Data Governance : The Personal Data Protection Law (PDPL) protects personal data processed in KSA and for KSA individuals by external entities, emphasizing purpose limitation and data minimization. The draft "Global AI Hub Law" (April 2025) introduces "data embassies" and three AI Hub categories (Private, Extended, Virtual), allowing foreign laws under specific agreements, aiming to attract AI investment while managing data sovereignty. This requires firms to have robust data protection policies and advise clients accordingly.

The Competitive Arena : Local Saudi firms benefit from cultural understanding but face scaling challenges. Global firms must genuinely "glocalize," investing in local talent and adapting models. Failure risks commoditization or being sidelined. The "war for local talent" will intensify, making talent management critical.

Final Thought : The Bedrock of Business : Trust in a Transformed Market

Trust is paramount in Saudi Arabia's new consulting paradigm : "If people like you, they’ll listen to you. But if they trust you, they’ll do business with you". Trust is earned through consistent action, long-term commitment, cultural understanding, high-touch leadership, and delivering tangible outcomes "in person, over time, on the ground".

This shift may signify a move from "consulting colonialism" to co-creation and partnership, reflecting a global trend where economies seek equitable relationships. The emphasis on "cultural alignment," "IP ownership," and a "Saudi-Led Consulting Stack" indicates a desire for national control and mutual benefit, addressing past frustrations with perceived imbalances.

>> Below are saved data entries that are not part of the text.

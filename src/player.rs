use crate::errors::{EngineError, EngineResult};
use crate::pokemon::Combatant;
use schema::{MoveId, SpeciesId};
use serde::{Deserialize, Serialize};
use std::fmt;

/// What one side does this turn.
#[derive(Serialize, Deserialize, Debug, Clone, PartialEq, Eq, Hash)]
pub enum Action {
    UseMove { id: MoveId, target: Option<u8> },
    SwitchTo { slot: usize },
}

impl Action {
    pub fn use_move(id: &str) -> Self {
        Action::UseMove {
            id: MoveId::new(id),
            target: None,
        }
    }

    pub fn switch_to(slot: usize) -> Self {
        Action::SwitchTo { slot }
    }

    pub fn move_id(&self) -> Option<&MoveId> {
        match self {
            Action::UseMove { id, .. } => Some(id),
            Action::SwitchTo { .. } => None,
        }
    }

    pub fn is_switch(&self) -> bool {
        matches!(self, Action::SwitchTo { .. })
    }

    /// Same decision, ignoring the target slot. Singles battles have one target.
    pub fn same_choice(&self, other: &Action) -> bool {
        match (self, other) {
            (Action::UseMove { id: a, .. }, Action::UseMove { id: b, .. }) => a == b,
            (Action::SwitchTo { slot: a }, Action::SwitchTo { slot: b }) => a == b,
            _ => false,
        }
    }
}

impl fmt::Display for Action {
    fn fmt(&self, f: &mut fmt::Formatter<'_>) -> fmt::Result {
        match self {
            Action::UseMove { id, .. } => write!(f, "use {}", id),
            Action::SwitchTo { slot } => write!(f, "switch to slot {}", slot),
        }
    }
}

/// Turn counters for screens, presence and layers for hazards.
#[derive(Serialize, Deserialize, Debug, Clone, Copy, PartialEq, Eq, Default)]
pub struct SideConditions {
    pub reflect: u8,
    pub light_screen: u8,
    pub stealth_rock: bool,
    pub spikes: u8,
}

#[derive(Serialize, Deserialize, Debug, Clone, PartialEq)]
pub struct Side {
    pub name: String,
    pub roster: Vec<Combatant>,
    pub active: usize,
    pub conditions: SideConditions,
}

impl Side {
    pub fn new(name: &str, roster: Vec<Combatant>) -> Self {
        Self {
            name: name.to_string(),
            roster,
            active: 0,
            conditions: SideConditions::default(),
        }
    }

    pub fn active(&self) -> Option<&Combatant> {
        self.roster.get(self.active)
    }

    pub fn active_mut(&mut self) -> Option<&mut Combatant> {
        self.roster.get_mut(self.active)
    }

    /// The active combatant, if it can still fight.
    pub fn active_standing(&self) -> Option<&Combatant> {
        self.active().filter(|combatant| !combatant.is_fainted())
    }

    pub fn active_is_fainted(&self) -> bool {
        self.active().map_or(true, Combatant::is_fainted)
    }

    pub fn has_usable(&self) -> bool {
        self.roster.iter().any(|combatant| !combatant.is_fainted())
    }

    pub fn remaining(&self) -> usize {
        self.roster.iter().filter(|c| !c.is_fainted()).count()
    }

    /// Revealed, standing bench slots. Unseen slots are never switch candidates.
    pub fn switch_options(&self) -> Vec<usize> {
        self.roster
            .iter()
            .enumerate()
            .filter(|(slot, combatant)| {
                *slot != self.active && combatant.revealed && !combatant.is_fainted()
            })
            .map(|(slot, _)| slot)
            .collect()
    }

    pub fn move_actions(&self) -> Vec<Action> {
        self.active_standing()
            .map(|active| {
                active
                    .move_ids()
                    .map(|id| Action::UseMove {
                        id: id.clone(),
                        target: None,
                    })
                    .collect()
            })
            .unwrap_or_default()
    }

    /// Every action this side may take. A fainted active leaves only switches.
    pub fn legal_actions(&self) -> Vec<Action> {
        let switches = self.switch_options().into_iter().map(Action::switch_to);
        if self.active_is_fainted() {
            return switches.collect();
        }
        let mut actions = self.move_actions();
        actions.extend(switches);
        actions
    }

    pub fn is_legal(&self, action: &Action) -> bool {
        match action {
            Action::UseMove { id, .. } => self.active_standing().is_some_and(|c| c.knows(id)),
            Action::SwitchTo { slot } => self.switch_options().contains(slot),
        }
    }

    pub fn slot_of(&self, species: &SpeciesId) -> Option<usize> {
        self.roster.iter().position(|c| &c.species == species)
    }
}

/// The action shape exchanged with the game client:
/// `{"move": "<id>", "target": n}` or `{"switch": "<species>"}`.
#[derive(Debug, Clone, PartialEq, Eq, Serialize, Deserialize)]
#[serde(try_from = "WireAction", into = "WireAction")]
pub enum ChosenAction {
    Move { id: MoveId, target: Option<u8> },
    Switch { species: SpeciesId },
}

#[derive(Debug, Clone, Serialize, Deserialize)]
#[serde(deny_unknown_fields)]
struct WireAction {
    #[serde(rename = "move", default, skip_serializing_if = "Option::is_none")]
    move_id: Option<String>,
    #[serde(default, skip_serializing_if = "Option::is_none")]
    target: Option<u8>,
    #[serde(default, skip_serializing_if = "Option::is_none")]
    switch: Option<String>,
}

impl TryFrom<WireAction> for ChosenAction {
    type Error = String;

    fn try_from(wire: WireAction) -> Result<Self, Self::Error> {
        match (wire.move_id, wire.switch, wire.target) {
            (Some(id), None, target) if !id.trim().is_empty() => Ok(ChosenAction::Move {
                id: MoveId::new(&id),
                target,
            }),
            (None, Some(species), None) if !species.trim().is_empty() => {
                Ok(ChosenAction::Switch {
                    species: SpeciesId::new(&species),
                })
            }
            (None, Some(_), Some(_)) => Err("a switch takes no target".to_string()),
            (Some(_), Some(_), _) => Err("expected exactly one of move or switch".to_string()),
            _ => Err("expected a non-empty move or switch".to_string()),
        }
    }
}

impl From<ChosenAction> for WireAction {
    fn from(action: ChosenAction) -> Self {
        match action {
            ChosenAction::Move { id, target } => WireAction {
                move_id: Some(id.into()),
                target,
                switch: None,
            },
            ChosenAction::Switch { species } => WireAction {
                move_id: None,
                target: None,
                switch: Some(species.into()),
            },
        }
    }
}

impl ChosenAction {
    pub fn parse(text: &str) -> EngineResult<Self> {
        serde_json::from_str(text).map_err(|err| EngineError::InvalidAction(err.to_string()))
    }

    pub fn to_json(&self) -> String {
        serde_json::to_string(self).unwrap_or_default()
    }

    pub fn from_action(side: &Side, action: &Action) -> EngineResult<Self> {
        match action {
            Action::UseMove { id, target } => Ok(ChosenAction::Move {
                id: id.clone(),
                target: *target,
            }),
            Action::SwitchTo { slot } => side
                .roster
                .get(*slot)
                .map(|combatant| ChosenAction::Switch {
                    species: combatant.species.clone(),
                })
                .ok_or_else(|| EngineError::InvalidAction(format!("no roster slot {}", slot))),
        }
    }

    /// Resolves the wire form against a side, rejecting anything not legal now.
    pub fn to_action(&self, side: &Side) -> EngineResult<Action> {
        let action = match self {
            ChosenAction::Move { id, target } => Action::UseMove {
                id: id.clone(),
                target: *target,
            },
            ChosenAction::Switch { species } => {
                let slot = side.slot_of(species).ok_or_else(|| {
                    EngineError::InvalidAction(format!("{} is not on the roster", species))
                })?;
                Action::SwitchTo { slot }
            }
        };
        if side.is_legal(&action) {
            Ok(action)
        } else {
            Err(EngineError::InvalidAction(format!(
                "{} is not available this turn",
                action
            )))
        }
    }
}

#[cfg(test)]
mod tests {
    use super::*;
    use crate::battle::tests::common::{modern_context, TestCombatantBuilder};
    use pretty_assertions::assert_eq;
    use rstest::rstest;

    fn sample_side() -> Side {
        let ctx = modern_context();
        Side::new(
            "Player",
            vec![
                TestCombatantBuilder::new("starmie")
                    .with_moves(&["surf", "thunderbolt"])
                    .build(&ctx),
                TestCombatantBuilder::new("snorlax")
                    .with_moves(&["bodyslam"])
                    .build(&ctx),
                TestCombatantBuilder::new("chansey").with_hp(0).build(&ctx),
                TestCombatantBuilder::new("tauros").hidden().build(&ctx),
            ],
        )
    }

    #[test]
    fn legal_actions_skip_fainted_and_unseen_slots() {
        let side = sample_side();
        assert_eq!(
            side.legal_actions(),
            vec![
                Action::use_move("surf"),
                Action::use_move("thunderbolt"),
                Action::switch_to(1),
            ]
        );
    }

    #[test]
    fn fainted_active_may_only_switch() {
        let mut side = sample_side();
        side.roster[0].current_hp = 0;
        assert_eq!(side.legal_actions(), vec![Action::switch_to(1)]);
    }

    #[rstest]
    #[case(r#"{"move": "Thunderbolt"}"#, ChosenAction::Move { id: MoveId::new("thunderbolt"), target: None })]
    #[case(r#"{"move": "surf", "target": 1}"#, ChosenAction::Move { id: MoveId::new("surf"), target: Some(1) })]
    #[case(r#"{"switch": "Snorlax"}"#, ChosenAction::Switch { species: SpeciesId::new("snorlax") })]
    fn wire_actions_parse(#[case] text: &str, #[case] expected: ChosenAction) {
        assert_eq!(ChosenAction::parse(text).unwrap(), expected);
    }

    #[rstest]
    #[case(r#"{}"#)]
    #[case(r#"{"move": "surf", "switch": "snorlax"}"#)]
    #[case(r#"{"switch": "snorlax", "target": 1}"#)]
    #[case(r#"{"move": "surf", "priority": 1}"#)]
    #[case(r#"{"move": ""}"#)]
    #[case(r#""surf""#)]
    fn malformed_wire_actions_are_rejected(#[case] text: &str) {
        assert!(matches!(
            ChosenAction::parse(text),
            Err(EngineError::InvalidAction(_))
        ));
    }

    #[test]
    fn wire_form_serializes_without_empty_keys() {
        let chosen = ChosenAction::Switch {
            species: SpeciesId::new("snorlax"),
        };
        assert_eq!(chosen.to_json(), r#"{"switch":"snorlax"}"#);
        let chosen = ChosenAction::Move {
            id: MoveId::new("surf"),
            target: None,
        };
        assert_eq!(chosen.to_json(), r#"{"move":"surf"}"#);
    }

    #[test]
    fn chosen_actions_resolve_against_the_roster() {
        let side = sample_side();
        let switch = ChosenAction::Switch {
            species: SpeciesId::new("snorlax"),
        };
        assert_eq!(switch.to_action(&side).unwrap(), Action::switch_to(1));

        let fainted = ChosenAction::Switch {
            species: SpeciesId::new("chansey"),
        };
        assert!(fainted.to_action(&side).is_err());

        let unknown_move = ChosenAction::Move {
            id: MoveId::new("hyperbeam"),
            target: None,
        };
        assert!(unknown_move.to_action(&side).is_err());
    }
}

Firms that thrive will be long-term partners, requiring deep cultural immersion and strategic alignment. Vision 2030's success relies on trustworthy partners. If Saudi Arabia successfully reshapes its consulting sector, it could model for other nations undergoing similar transformations, offering lessons in Saudization, data sovereignty, outcome-based contracting, and local IP development. The future belongs to those who build this bedrock of trust.